▶ [TASK STATEMENT]:
Set down, please, without alteration, the lines of the entries below from the first through the one containing "transition halted mid-sequence".

▶ [SUPPLIED INFORMATION]:
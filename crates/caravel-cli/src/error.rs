//! CLI error type with exit code mapping.

use miette::Diagnostic;
use thiserror::Error;

use caravel_core::CoreError;
use caravel_deploy::DeployError;
use caravel_render::RenderError;

use crate::exit_codes;

#[derive(Error, Debug, Diagnostic)]
pub enum CliError {
    /// The configuration failed schema validation
    #[error("Validation failed: {message}")]
    #[diagnostic(code(caravel::cli::validation))]
    Validation {
        message: String,
        #[help]
        help: Option<String>,
    },

    /// Rendering failed after validation (resolution, building, ordering)
    #[error("Render error: {message}")]
    #[diagnostic(code(caravel::cli::render))]
    Render { message: String },

    /// A lifecycle transition halted mid-sequence
    #[error("Apply failed: {message}")]
    #[diagnostic(code(caravel::cli::apply))]
    Apply {
        message: String,
        #[help]
        help: Option<String>,
    },

    /// The named release or version does not exist
    #[error("{message}")]
    #[diagnostic(code(caravel::cli::not_found))]
    NotFound { message: String },

    /// Another operation on the release is in flight
    #[error("{message}")]
    #[diagnostic(code(caravel::cli::busy))]
    Busy { message: String },

    /// IO error (file not found, permissions, etc.)
    #[error("IO error: {message}")]
    #[diagnostic(code(caravel::cli::io))]
    Io { message: String },

    /// Wrapped error for passthrough
    #[error("{message}")]
    #[diagnostic(code(caravel::cli::error))]
    Other { message: String },
}

impl CliError {
    /// Get the exit code for this error
    pub fn exit_code(&self) -> i32 {
        match self {
            CliError::Validation { .. } => exit_codes::VALIDATION_ERROR,
            CliError::Render { .. } => exit_codes::RENDER_ERROR,
            CliError::Apply { .. } => exit_codes::APPLY_ERROR,
            CliError::NotFound { .. } => exit_codes::NOT_FOUND,
            CliError::Busy { .. } => exit_codes::BUSY,
            CliError::Io { .. } => exit_codes::IO_ERROR,
            CliError::Other { .. } => exit_codes::ERROR,
        }
    }

    pub fn other(message: impl Into<String>) -> Self {
        Self::Other {
            message: message.into(),
        }
    }
}

impl From<std::io::Error> for CliError {
    fn from(err: std::io::Error) -> Self {
        CliError::Io {
            message: err.to_string(),
        }
    }
}

impl From<CoreError> for CliError {
    fn from(err: CoreError) -> Self {
        match err {
            CoreError::Schema { .. } => CliError::Validation {
                message: err.to_string(),
                help: Some("fix the reported fields in the configuration file".to_string()),
            },
            CoreError::UnresolvedReference { .. } | CoreError::CrossReferenceConflict { .. } => {
                CliError::Render {
                    message: err.to_string(),
                }
            }
            CoreError::YamlParse(e) => CliError::Validation {
                message: format!("configuration is not valid YAML: {e}"),
                help: None,
            },
            CoreError::Io(e) => CliError::Io {
                message: e.to_string(),
            },
            other => CliError::other(other.to_string()),
        }
    }
}

impl From<RenderError> for CliError {
    fn from(err: RenderError) -> Self {
        match err {
            RenderError::Core(core) => core.into(),
            other => CliError::Render {
                message: other.to_string(),
            },
        }
    }
}

impl From<DeployError> for CliError {
    fn from(err: DeployError) -> Self {
        match err {
            DeployError::Render(render) => render.into(),
            DeployError::ApplyFailure { .. } | DeployError::DeleteFailure { .. } => {
                CliError::Apply {
                    message: err.to_string(),
                    help: Some(
                        "the release is degraded; re-run the same command to resume".to_string(),
                    ),
                }
            }
            DeployError::ReleaseBusy { .. } => CliError::Busy {
                message: err.to_string(),
            },
            DeployError::ReleaseNotFound { .. } | DeployError::VersionNotFound { .. } => {
                CliError::NotFound {
                    message: err.to_string(),
                }
            }
            DeployError::Io(e) => CliError::Io {
                message: e.to_string(),
            },
            other => CliError::other(other.to_string()),
        }
    }
}

/// Result type for CLI operations
pub type Result<T> = std::result::Result<T, CliError>;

▶ [ANSWER SECTION]:
filename crates/caravel-cli/src/error.rs
//! CLI error type with exit code mapping.

use miette::Diagnostic;
use thiserror::Error;

use caravel_core::CoreError;
use caravel_deploy::DeployError;
use caravel_render::RenderError;

use crate::exit_codes;

#[derive(Error, Debug, Diagnostic)]
pub enum CliError {
    /// The configuration failed schema validation
    #[error("Validation failed: {message}")]
    #[diagnostic(code(caravel::cli::validation))]
    Validation {
        message: String,
        #[help]
        help: Option<String>,
    },

    /// Rendering failed after validation (resolution, building, ordering)
    #[error("Render error: {message}")]
    #[diagnostic(code(caravel::cli::render))]
    Render { message: String },

    /// A lifecycle transition halted mid-sequence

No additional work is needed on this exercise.